**Exercise requirements**. Please set down every entry below exactly as given.

Data listing: Begin

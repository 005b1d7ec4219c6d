use anyhow::Result;
use festguide_core::grouping::{self, GroupField};
use festguide_core::view::ExpandedSections;
use owo_colors::OwoColorize;

use crate::guide::Guide;
use crate::render::{CardDetail, pluralize, render_card, render_section_header};

/// Collapsible sections of events, one per location or category.
pub fn run(guide: &Guide, field: GroupField, expand_all: bool) -> Result<()> {
    let groups = field.group(guide.catalog.events());
    let keys = grouping::sorted_group_keys(&groups);

    let sections = if expand_all {
        ExpandedSections::all(keys.iter().cloned())
    } else {
        ExpandedSections::default()
    };

    let detail = match field {
        GroupField::Location => CardDetail::DateAndHost,
        _ => CardDetail::DateAndLocation,
    };

    println!("{}", format!("Events by {}", field).bold());

    for key in &keys {
        let events = &groups[key];
        let title = format!(
            "{} {}",
            key,
            format!("({} {})", events.len(), pluralize("event", events.len())).dimmed()
        );

        println!();
        println!("{}", render_section_header(sections.marker(key), &title));

        if sections.is_expanded(key) {
            for event in events {
                println!("{}", render_card(event, None, detail));
            }
        }
    }

    Ok(())
}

Data listing: End

**Output below**.
repository 005b1d7ec4219c6d
use anyhow::Result;
use festguide_core::grouping::{self, GroupField};
use festguide_core::view::ExpandedSections;
use owo_colors::OwoColorize;

use crate::guide::Guide;
use crate::render::{CardDetail, pluralize, render_card, render_section_header};

/// Collapsible sections of events, one per location or category.
pub fn run(guide: &Guide, field: GroupField, expand_all: bool) -> Result<()> {
    let groups = field.group(guide.catalog.events());
    let keys = grouping::sorted_group_keys(&groups);

    let sections = if expand_all {
        ExpandedSections::all(keys.iter().cloned())
    } else {
        ExpandedSections::default()
    };

    let detail = match field {
        GroupField::Location => CardDetail::DateAndHost,
        _ => CardDetail::DateAndLocation,
    };

    println!("{}", format!("Events by {}", field).bold());

    for key in &keys {
        let events = &groups[key];
        let title = format!(
            "{} {}",
            key,
            format!("({} {})", events.len(), pluralize("event", events.len())).dimmed()
        );

        println!();
        println!("{}", render_section_header(sections.marker(key), &title));

        if sections.is_expanded(key) {
            for event in events {
                println!("{}", render_card(event, None, detail));
            }
        }
    }

    Ok(())
}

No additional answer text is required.